What needs to be done: Go to the line containing "repository 3bece06d8f48f150" in the records below and print it and every following line exactly, on through the line containing "use crate::core::AlertEvent;", then stop.

Saved data entries:
■ ■ ■ ■ ■ ■ ■
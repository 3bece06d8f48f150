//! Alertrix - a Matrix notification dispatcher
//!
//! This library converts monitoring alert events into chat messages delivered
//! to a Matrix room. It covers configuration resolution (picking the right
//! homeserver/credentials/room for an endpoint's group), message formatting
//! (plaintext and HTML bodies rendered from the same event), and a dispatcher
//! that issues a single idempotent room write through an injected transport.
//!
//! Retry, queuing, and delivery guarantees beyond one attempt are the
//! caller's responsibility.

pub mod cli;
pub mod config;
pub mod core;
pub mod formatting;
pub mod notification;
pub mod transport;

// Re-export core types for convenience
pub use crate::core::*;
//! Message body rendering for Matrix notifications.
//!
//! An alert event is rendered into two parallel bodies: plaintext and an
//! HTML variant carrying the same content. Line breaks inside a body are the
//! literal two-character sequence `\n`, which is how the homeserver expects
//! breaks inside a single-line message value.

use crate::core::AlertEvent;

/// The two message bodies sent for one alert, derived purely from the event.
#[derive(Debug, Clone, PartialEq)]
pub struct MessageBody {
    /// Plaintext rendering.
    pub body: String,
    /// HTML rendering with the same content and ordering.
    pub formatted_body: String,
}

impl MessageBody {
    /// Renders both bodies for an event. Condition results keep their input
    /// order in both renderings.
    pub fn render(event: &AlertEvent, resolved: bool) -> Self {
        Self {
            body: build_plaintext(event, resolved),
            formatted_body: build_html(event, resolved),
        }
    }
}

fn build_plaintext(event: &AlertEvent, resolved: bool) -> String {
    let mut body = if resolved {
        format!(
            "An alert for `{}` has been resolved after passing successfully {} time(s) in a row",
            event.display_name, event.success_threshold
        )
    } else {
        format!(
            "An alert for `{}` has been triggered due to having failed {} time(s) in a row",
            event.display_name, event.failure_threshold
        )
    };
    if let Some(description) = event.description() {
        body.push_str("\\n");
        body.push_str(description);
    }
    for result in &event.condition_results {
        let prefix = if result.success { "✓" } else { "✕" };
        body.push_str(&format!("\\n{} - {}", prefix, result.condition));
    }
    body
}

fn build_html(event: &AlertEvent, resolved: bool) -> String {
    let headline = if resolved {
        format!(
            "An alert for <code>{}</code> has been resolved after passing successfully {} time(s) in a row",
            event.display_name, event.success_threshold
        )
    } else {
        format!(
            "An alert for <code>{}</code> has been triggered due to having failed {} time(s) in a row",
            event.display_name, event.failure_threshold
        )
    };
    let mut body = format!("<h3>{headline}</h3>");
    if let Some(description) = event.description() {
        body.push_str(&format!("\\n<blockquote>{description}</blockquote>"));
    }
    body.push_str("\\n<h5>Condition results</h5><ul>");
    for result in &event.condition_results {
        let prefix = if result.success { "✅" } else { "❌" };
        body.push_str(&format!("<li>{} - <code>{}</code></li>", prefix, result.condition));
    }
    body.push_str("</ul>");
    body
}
■ ■ ■ ■ ■ ■ ■
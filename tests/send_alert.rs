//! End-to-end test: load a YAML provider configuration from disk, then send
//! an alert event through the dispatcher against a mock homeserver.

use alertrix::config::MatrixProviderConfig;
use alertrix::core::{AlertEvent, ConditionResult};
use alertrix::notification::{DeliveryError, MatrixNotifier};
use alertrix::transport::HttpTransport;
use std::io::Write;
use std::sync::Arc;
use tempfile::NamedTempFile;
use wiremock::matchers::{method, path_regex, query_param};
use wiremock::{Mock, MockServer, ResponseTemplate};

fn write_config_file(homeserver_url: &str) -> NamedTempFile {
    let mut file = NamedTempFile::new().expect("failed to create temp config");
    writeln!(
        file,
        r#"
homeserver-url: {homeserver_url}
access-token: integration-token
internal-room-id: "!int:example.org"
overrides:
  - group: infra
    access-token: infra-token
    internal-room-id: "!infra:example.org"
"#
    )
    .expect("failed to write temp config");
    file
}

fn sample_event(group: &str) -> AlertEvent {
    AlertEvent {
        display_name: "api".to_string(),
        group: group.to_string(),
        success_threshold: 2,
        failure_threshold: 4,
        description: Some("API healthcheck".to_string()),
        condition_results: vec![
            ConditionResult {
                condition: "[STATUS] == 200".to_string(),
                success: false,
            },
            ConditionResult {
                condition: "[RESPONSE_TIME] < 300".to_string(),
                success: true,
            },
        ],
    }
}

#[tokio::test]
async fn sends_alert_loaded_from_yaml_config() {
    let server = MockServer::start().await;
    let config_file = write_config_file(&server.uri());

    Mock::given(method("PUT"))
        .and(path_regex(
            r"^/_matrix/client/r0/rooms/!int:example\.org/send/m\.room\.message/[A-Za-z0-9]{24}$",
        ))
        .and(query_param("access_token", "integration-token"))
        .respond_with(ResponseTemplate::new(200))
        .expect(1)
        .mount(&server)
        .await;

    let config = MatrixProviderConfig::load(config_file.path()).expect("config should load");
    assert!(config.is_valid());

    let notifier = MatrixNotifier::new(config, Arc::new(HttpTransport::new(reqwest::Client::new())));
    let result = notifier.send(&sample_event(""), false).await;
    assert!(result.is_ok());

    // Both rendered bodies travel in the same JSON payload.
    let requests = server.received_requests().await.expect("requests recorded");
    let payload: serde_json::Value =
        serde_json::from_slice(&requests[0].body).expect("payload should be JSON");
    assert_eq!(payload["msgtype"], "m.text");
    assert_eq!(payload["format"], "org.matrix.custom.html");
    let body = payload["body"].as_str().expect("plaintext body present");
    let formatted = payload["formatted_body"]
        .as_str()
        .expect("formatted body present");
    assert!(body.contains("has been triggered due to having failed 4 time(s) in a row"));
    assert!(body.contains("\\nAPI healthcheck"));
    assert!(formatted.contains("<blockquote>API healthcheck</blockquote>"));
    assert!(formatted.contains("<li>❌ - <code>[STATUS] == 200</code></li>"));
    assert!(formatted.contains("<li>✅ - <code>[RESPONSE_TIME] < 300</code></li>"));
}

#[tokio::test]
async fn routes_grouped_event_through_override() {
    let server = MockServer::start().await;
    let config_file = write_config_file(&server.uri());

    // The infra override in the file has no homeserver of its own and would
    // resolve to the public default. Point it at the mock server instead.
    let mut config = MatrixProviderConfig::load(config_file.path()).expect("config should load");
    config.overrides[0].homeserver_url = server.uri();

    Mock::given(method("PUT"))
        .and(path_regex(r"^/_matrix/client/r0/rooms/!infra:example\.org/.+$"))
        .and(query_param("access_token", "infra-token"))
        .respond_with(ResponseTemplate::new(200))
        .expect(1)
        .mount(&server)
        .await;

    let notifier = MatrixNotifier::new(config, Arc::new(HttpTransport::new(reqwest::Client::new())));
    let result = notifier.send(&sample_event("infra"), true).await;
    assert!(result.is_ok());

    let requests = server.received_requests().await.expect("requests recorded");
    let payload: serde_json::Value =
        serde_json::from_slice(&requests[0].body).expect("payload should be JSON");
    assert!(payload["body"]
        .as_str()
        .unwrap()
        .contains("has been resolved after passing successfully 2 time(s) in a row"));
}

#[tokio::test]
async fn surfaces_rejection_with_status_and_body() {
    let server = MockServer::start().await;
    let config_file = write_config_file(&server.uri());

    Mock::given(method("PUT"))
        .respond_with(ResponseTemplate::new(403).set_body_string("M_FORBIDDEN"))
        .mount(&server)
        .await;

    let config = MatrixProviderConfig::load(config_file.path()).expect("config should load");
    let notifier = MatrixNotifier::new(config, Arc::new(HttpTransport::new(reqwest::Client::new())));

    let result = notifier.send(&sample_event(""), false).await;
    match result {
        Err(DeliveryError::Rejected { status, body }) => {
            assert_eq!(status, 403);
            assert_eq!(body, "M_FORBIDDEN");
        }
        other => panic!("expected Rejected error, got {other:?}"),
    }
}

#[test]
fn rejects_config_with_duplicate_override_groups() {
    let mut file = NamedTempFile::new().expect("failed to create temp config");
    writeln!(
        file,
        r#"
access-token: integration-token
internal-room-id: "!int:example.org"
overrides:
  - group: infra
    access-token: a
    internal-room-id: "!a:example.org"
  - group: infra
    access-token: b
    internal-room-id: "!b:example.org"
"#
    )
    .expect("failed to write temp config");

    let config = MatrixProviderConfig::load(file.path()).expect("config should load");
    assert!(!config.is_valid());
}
■ ■ ■ ■ ■ ■ ■
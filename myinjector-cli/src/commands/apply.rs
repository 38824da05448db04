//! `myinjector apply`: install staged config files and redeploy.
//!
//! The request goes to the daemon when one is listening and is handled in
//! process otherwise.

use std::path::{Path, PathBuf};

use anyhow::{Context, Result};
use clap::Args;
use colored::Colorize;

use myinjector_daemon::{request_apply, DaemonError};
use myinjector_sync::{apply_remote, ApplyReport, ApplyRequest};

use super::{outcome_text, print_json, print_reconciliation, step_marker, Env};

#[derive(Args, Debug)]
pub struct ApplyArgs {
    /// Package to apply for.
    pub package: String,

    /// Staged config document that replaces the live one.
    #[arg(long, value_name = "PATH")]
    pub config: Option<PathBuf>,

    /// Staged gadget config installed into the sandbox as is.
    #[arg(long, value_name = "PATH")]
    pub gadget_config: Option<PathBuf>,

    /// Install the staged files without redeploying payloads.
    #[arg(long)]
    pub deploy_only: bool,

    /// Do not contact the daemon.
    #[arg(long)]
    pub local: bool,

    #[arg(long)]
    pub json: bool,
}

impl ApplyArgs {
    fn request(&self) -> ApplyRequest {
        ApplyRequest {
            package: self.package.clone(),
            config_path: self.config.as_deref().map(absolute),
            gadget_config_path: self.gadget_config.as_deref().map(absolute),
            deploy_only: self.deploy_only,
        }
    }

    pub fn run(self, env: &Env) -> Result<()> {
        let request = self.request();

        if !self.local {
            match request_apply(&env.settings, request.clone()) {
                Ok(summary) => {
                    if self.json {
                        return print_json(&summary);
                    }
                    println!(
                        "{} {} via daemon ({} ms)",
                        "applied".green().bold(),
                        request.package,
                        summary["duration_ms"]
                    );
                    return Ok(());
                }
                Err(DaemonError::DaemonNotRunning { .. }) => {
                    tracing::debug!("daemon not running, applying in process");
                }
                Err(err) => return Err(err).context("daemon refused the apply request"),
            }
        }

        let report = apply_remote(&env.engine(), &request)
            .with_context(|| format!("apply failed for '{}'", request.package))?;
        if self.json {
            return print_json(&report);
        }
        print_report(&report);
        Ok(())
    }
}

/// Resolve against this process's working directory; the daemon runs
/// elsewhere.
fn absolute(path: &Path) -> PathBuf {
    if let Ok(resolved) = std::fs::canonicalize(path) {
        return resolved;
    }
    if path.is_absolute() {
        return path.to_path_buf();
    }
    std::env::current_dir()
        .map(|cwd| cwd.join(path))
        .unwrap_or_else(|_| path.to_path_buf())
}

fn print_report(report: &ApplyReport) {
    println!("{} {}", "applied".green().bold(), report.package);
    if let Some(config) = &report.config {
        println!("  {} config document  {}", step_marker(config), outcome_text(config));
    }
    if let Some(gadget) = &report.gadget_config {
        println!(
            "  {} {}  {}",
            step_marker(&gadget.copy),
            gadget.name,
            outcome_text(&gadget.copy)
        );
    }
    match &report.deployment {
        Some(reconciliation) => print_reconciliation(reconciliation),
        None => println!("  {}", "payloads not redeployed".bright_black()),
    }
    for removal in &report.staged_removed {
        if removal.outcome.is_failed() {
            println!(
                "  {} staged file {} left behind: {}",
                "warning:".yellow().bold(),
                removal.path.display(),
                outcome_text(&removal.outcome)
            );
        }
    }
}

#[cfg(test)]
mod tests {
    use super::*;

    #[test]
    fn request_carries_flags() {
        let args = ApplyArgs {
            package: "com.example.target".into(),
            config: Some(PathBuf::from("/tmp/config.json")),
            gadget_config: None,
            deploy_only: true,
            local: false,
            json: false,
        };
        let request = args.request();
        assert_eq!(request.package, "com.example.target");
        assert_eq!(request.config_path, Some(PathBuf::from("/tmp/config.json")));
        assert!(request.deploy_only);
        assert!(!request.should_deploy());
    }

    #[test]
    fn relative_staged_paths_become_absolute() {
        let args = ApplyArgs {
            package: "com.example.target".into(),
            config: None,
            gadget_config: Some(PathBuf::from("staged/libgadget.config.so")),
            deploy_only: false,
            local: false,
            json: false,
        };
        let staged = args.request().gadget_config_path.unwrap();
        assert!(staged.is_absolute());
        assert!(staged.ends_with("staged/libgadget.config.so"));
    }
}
■ ■ ■ ■ ■ ■ ■
Written answer:
repository 3bece06d8f48f150
//! Alertrix - a Matrix notification dispatcher
//!
//! This library converts monitoring alert events into chat messages delivered
//! to a Matrix room. It covers configuration resolution (picking the right
//! homeserver/credentials/room for an endpoint's group), message formatting
//! (plaintext and HTML bodies rendered from the same event), and a dispatcher
//! that issues a single idempotent room write through an injected transport.
//!
//! Retry, queuing, and delivery guarantees beyond one attempt are the
//! caller's responsibility.

pub mod cli;
pub mod config;
pub mod core;
pub mod formatting;
pub mod notification;
pub mod transport;

// Re-export core types for convenience
pub use crate::core::*;
//! Message body rendering for Matrix notifications.
//!
//! An alert event is rendered into two parallel bodies: plaintext and an
//! HTML variant carrying the same content. Line breaks inside a body are the
//! literal two-character sequence `\n`, which is how the homeserver expects
//! breaks inside a single-line message value.

use crate::core::AlertEvent;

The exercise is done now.